**Records supplied**

=== Begin Enclosure ===

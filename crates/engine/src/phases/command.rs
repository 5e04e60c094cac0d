// SPDX-License-Identifier: BUSL-1.1
// Copyright (c) 2026 Alfred Jean LLC

//! Runs shell commands bound to the phase on its server
//!
//! Phase details:
//!
//! ```text
//! command   run on execute (required)
//! rollback  run on rollback; rollback is a no-op without it
//! check     run before execute; a non-zero exit fails the pre-check
//! ```

use crate::error::PhaseError;
use crate::executor::{ExecutorParams, PhaseExecutor, Progress};
use async_trait::async_trait;
use orbit_adapters::CommandRunner;
use orbit_core::Server;
use tokio_util::sync::CancellationToken;

pub struct CommandExecutor<R> {
    server: Server,
    command: String,
    rollback: Option<String>,
    check: Option<String>,
    description: String,
    runner: R,
    progress: Progress,
    span: tracing::Span,
}

impl<R: CommandRunner> CommandExecutor<R> {
    pub fn new(params: ExecutorParams<R>) -> Result<Self, PhaseError> {
        let server = params.server()?.clone();
        let command = params.require_detail("command")?.to_string();
        let description = if params.phase.description.is_empty() {
            format!("Run {}", command)
        } else {
            params.phase.description.clone()
        };
        Ok(Self {
            server,
            rollback: params.phase.detail("rollback").map(str::to_string),
            check: params.phase.detail("check").map(str::to_string),
            command,
            description,
            runner: params.runner,
            progress: params.progress,
            span: params.span,
        })
    }

    async fn sh(&self, cancel: &CancellationToken, script: &str) -> Result<(), PhaseError> {
        let args = shell_args(script);
        self.runner
            .run(cancel, &self.span, &self.server, &args)
            .await?;
        Ok(())
    }
}

fn shell_args(script: &str) -> Vec<String> {
    vec!["sh".to_string(), "-c".to_string(), script.to_string()]
}

#[async_trait]
impl<R: CommandRunner> PhaseExecutor for CommandExecutor<R> {
    async fn pre_check(&self, cancel: &CancellationToken) -> Result<(), PhaseError> {
        match &self.check {
            Some(check) => self
                .sh(cancel, check)
                .await
                .map_err(|e| e.context("pre-check failed")),
            None => Ok(()),
        }
    }

    async fn execute(&self, cancel: &CancellationToken) -> Result<(), PhaseError> {
        self.progress.next_step(self.description.clone());
        self.sh(cancel, &self.command).await
    }

    async fn rollback(&self, cancel: &CancellationToken) -> Result<(), PhaseError> {
        let Some(rollback) = &self.rollback else {
            return Ok(());
        };
        self.progress
            .next_step(format!("Roll back: {}", self.description));
        self.sh(cancel, rollback).await
    }
}

#[cfg(test)]
#[path = "command_tests.rs"]
mod tests;
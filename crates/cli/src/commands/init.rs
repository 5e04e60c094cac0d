// SPDX-License-Identifier: BUSL-1.1
// Copyright (c) 2026 Alfred Jean LLC

//! `orbit init`: record a new operation and its plan

use anyhow::{Context, Result};
use clap::Args;
use orbit_core::{Clock, IdGen, Operation, SystemClock, UuidIdGen};
use orbit_storage::Backend;
use std::path::{Path, PathBuf};

use crate::adapters::open_backend;
use crate::definition::PlanDefinition;

#[derive(Args, Debug)]
pub struct InitArgs {
    /// Plan definition file (TOML)
    pub plan_file: PathBuf,
}

/// Creates the operation and prints its ID
pub fn handle(args: InitArgs, state_dir: &Path) -> Result<()> {
    let definition = PlanDefinition::load(&args.plan_file)?;
    let clock = SystemClock;
    let id = definition.id.clone().unwrap_or_else(|| UuidIdGen.next());
    let operation = Operation::new(&id, &definition.cluster, definition.operation, &clock);
    let plan = definition.into_plan(id.clone(), clock.now())?;

    let backend = open_backend(state_dir)?;
    backend
        .create_operation(&operation)
        .with_context(|| format!("failed to create operation {}", id))?;
    backend
        .create_operation_plan(&plan)
        .with_context(|| format!("failed to store plan for operation {}", id))?;

    tracing::info!(
        operation_id = %id,
        cluster = %operation.site_domain,
        phases = plan.total_steps(),
        "operation initialized"
    );
    println!("{}", id);
    Ok(())
}
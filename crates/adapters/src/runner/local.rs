// SPDX-License-Identifier: BUSL-1.1
// Copyright (c) 2026 Alfred Jean LLC

//! Runs commands on the controller host

use super::process::run_to_completion;
use super::{CommandRunner, RunnerError};
use async_trait::async_trait;
use orbit_core::Server;
use tokio::process::Command;
use tokio_util::sync::CancellationToken;
use tracing::Instrument;

/// Runner that executes commands locally, ignoring the target's address.
///
/// Used for single-node clusters where the controller is the node.
#[derive(Clone, Copy, Debug, Default)]
pub struct LocalRunner;

impl LocalRunner {
    pub fn new() -> Self {
        Self
    }
}

#[async_trait]
impl CommandRunner for LocalRunner {
    async fn run(
        &self,
        cancel: &CancellationToken,
        span: &tracing::Span,
        target: &Server,
        args: &[String],
    ) -> Result<Vec<u8>, RunnerError> {
        let Some((program, rest)) = args.split_first() else {
            return Ok(Vec::new());
        };
        let mut cmd = Command::new(program);
        cmd.args(rest);
        async {
            tracing::debug!(hostname = %target.hostname, ?args, "running locally");
            run_to_completion(cancel, target, program, cmd, None).await
        }
        .instrument(span.clone())
        .await
    }
}
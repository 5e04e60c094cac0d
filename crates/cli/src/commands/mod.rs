// SPDX-License-Identifier: BUSL-1.1
// Copyright (c) 2026 Alfred Jean LLC

//! CLI command implementations

pub mod init;
pub mod plan;
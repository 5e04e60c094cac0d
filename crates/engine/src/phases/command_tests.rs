// SPDX-License-Identifier: BUSL-1.1
// Copyright (c) 2026 Alfred Jean LLC

use super::*;
use crate::test_helpers::{masters_plan, node1, params_for};
use orbit_adapters::FakeRunner;
use orbit_core::{FakeClock, OperationPlan, Phase};

fn plan_with(phase: Phase) -> OperationPlan {
    let clock = FakeClock::new();
    let mut plan = masters_plan(&clock);
    plan.phases.push(phase);
    plan
}

#[tokio::test]
async fn execute_runs_command_through_sh() {
    let clock = FakeClock::new();
    let plan = masters_plan(&clock);
    let runner = FakeRunner::new();

    let executor = CommandExecutor::new(params_for(&plan, "/masters/node1", &runner)).unwrap();
    executor.execute(&CancellationToken::new()).await.unwrap();

    let calls = runner.calls();
    assert_eq!(calls.len(), 1);
    assert_eq!(calls[0].hostname, "node-1");
    assert_eq!(calls[0].args, vec!["sh", "-c", "update node-1"]);
}

#[tokio::test]
async fn rollback_runs_rollback_detail() {
    let clock = FakeClock::new();
    let plan = masters_plan(&clock);
    let runner = FakeRunner::new();

    let executor = CommandExecutor::new(params_for(&plan, "/masters/node2", &runner)).unwrap();
    executor.rollback(&CancellationToken::new()).await.unwrap();

    assert_eq!(runner.calls()[0].args, vec!["sh", "-c", "revert node-2"]);
}

#[tokio::test]
async fn rollback_without_detail_is_noop() {
    let plan = plan_with(
        Phase::new("/extra", "")
            .with_executor("command")
            .with_server(node1())
            .with_detail("command", "true"),
    );
    let runner = FakeRunner::new();
    let executor = CommandExecutor::new(params_for(&plan, "/extra", &runner)).unwrap();

    executor.rollback(&CancellationToken::new()).await.unwrap();
    assert_eq!(runner.call_count(), 0);
}

#[tokio::test]
async fn check_detail_runs_as_pre_check() {
    let plan = plan_with(
        Phase::new("/extra", "Extra")
            .with_executor("command")
            .with_server(node1())
            .with_detail("command", "true")
            .with_detail("check", "test -f /etc/ready"),
    );
    let runner = FakeRunner::new();
    runner.push_failure(1, "");
    let executor = CommandExecutor::new(params_for(&plan, "/extra", &runner)).unwrap();

    let err = executor.pre_check(&CancellationToken::new()).await.unwrap_err();
    assert!(err.to_string().starts_with("pre-check failed: "));
    assert_eq!(runner.calls()[0].args[2], "test -f /etc/ready");
}

#[tokio::test]
async fn non_zero_exit_is_a_permanent_runner_error() {
    let clock = FakeClock::new();
    let plan = masters_plan(&clock);
    let runner = FakeRunner::new();
    runner.push_failure(2, "no such package");

    let executor = CommandExecutor::new(params_for(&plan, "/masters/node1", &runner)).unwrap();
    let err = executor.execute(&CancellationToken::new()).await.unwrap_err();

    assert!(matches!(err, PhaseError::Runner(_)));
    assert!(!err.is_transient());
    assert!(err.to_string().contains("no such package"));
}

#[test]
fn command_detail_is_required() {
    let plan = plan_with(
        Phase::new("/extra", "Extra")
            .with_executor("command")
            .with_server(node1()),
    );
    let err = CommandExecutor::new(params_for(&plan, "/extra", &FakeRunner::new()))
        .err()
        .unwrap();
    assert_eq!(err.to_string(), "bad parameter: command is required");
}

#[test]
fn server_is_required() {
    let plan = plan_with(
        Phase::new("/extra", "Extra")
            .with_executor("command")
            .with_detail("command", "true"),
    );
    let err = CommandExecutor::new(params_for(&plan, "/extra", &FakeRunner::new()))
        .err()
        .unwrap();
    assert_eq!(err.to_string(), "bad parameter: server is required");
}

#[tokio::test]
async fn description_defaults_to_command() {
    let plan = plan_with(
        Phase::new("/extra", "")
            .with_executor("command")
            .with_server(node1())
            .with_detail("command", "systemctl restart etcd"),
    );
    let params = params_for(&plan, "/extra", &FakeRunner::new());
    let progress = params.progress.clone();
    let executor = CommandExecutor::new(params).unwrap();

    executor.execute(&CancellationToken::new()).await.unwrap();
    assert_eq!(progress.steps(), vec!["Run systemctl restart etcd"]);
}
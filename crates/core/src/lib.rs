// SPDX-License-Identifier: BUSL-1.1
// Copyright (c) 2026 Alfred Jean LLC

// Allow panic!/unwrap/expect in test code
#![cfg_attr(test, allow(clippy::panic))]
#![cfg_attr(test, allow(clippy::unwrap_used))]
#![cfg_attr(test, allow(clippy::expect_used))]

//! orbit-core: data model for cluster operation plans
//!
//! This crate provides:
//! - The plan tree (phases, servers, phase states)
//! - Operation records and the phase changelog
//! - Pure plan resolution (changelog folded onto a base plan)
//! - Clock, ID and configuration plumbing shared by the other crates

pub mod clock;
pub mod config;
pub mod id;

pub mod changelog;
pub mod operation;
pub mod plan;
pub mod resolve;

// Re-exports
pub use changelog::ChangelogEntry;
pub use clock::{Clock, FakeClock, SystemClock};
pub use config::{Config, ConfigError, EngineConfig, RetryConfig, RunnerConfig, RunnerKind};
pub use id::{machine_id, IdGen, SequentialIdGen, UuidIdGen};
pub use operation::{Operation, OperationState, OperationType};
pub use plan::{
    ClusterRole, OperationPlan, Phase, PhaseData, PhaseId, PhaseState, PlanError, Server,
};
pub use resolve::{resolve_plan, unknown_phases};
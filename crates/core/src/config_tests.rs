// SPDX-License-Identifier: BUSL-1.1
// Copyright (c) 2026 Alfred Jean LLC

use super::*;

#[test]
fn empty_config_uses_defaults() {
    let config = Config::parse("").unwrap();
    assert_eq!(config, Config::default());
    assert_eq!(config.retry.initial_interval, Duration::from_millis(500));
    assert_eq!(config.engine.parallelism, 1);
    assert_eq!(config.runner.kind, RunnerKind::Ssh);
}

#[test]
fn durations_parse_humantime() {
    let config = Config::parse(
        r#"
[retry]
initial_interval = "100ms"
max_elapsed_time = "2s"

[engine]
parallelism = 4
election_wait_timeout = "5m"
"#,
    )
    .unwrap();
    assert_eq!(config.retry.initial_interval, Duration::from_millis(100));
    assert_eq!(config.retry.max_elapsed_time, Duration::from_secs(2));
    assert_eq!(config.retry.multiplier, 1.5);
    assert_eq!(config.engine.parallelism, 4);
    assert_eq!(config.engine.election_wait_timeout, Duration::from_secs(300));
}

#[test]
fn runner_section_parses() {
    let config = Config::parse(
        r#"
[runner]
kind = "local"
"#,
    )
    .unwrap();
    assert_eq!(config.runner.kind, RunnerKind::Local);
    assert_eq!(config.runner.program, "ssh");
}

#[test]
fn unknown_keys_are_rejected() {
    assert!(Config::parse("[retry]\nbogus = 1\n").is_err());
}

#[test]
fn missing_file_yields_defaults() {
    let dir = tempfile::tempdir().unwrap();
    let config = Config::load(&dir.path().join("orbit.toml")).unwrap();
    assert_eq!(config, Config::default());
}

#[test]
fn malformed_file_reports_path() {
    let dir = tempfile::tempdir().unwrap();
    let path = dir.path().join("orbit.toml");
    std::fs::write(&path, "retry = [").unwrap();
    let err = Config::load(&path).unwrap_err();
    assert!(err.to_string().contains("orbit.toml"));
}

#[test]
fn explicit_state_dir_wins() {
    let config = Config {
        state_dir: Some(PathBuf::from("/var/lib/orbit")),
        ..Config::default()
    };
    assert_eq!(config.state_dir().unwrap(), PathBuf::from("/var/lib/orbit"));
}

=== End Enclosure ===

**Assigned task**
A single figure, the number of lines above with the word "await", is the whole answer.

**Output below**
12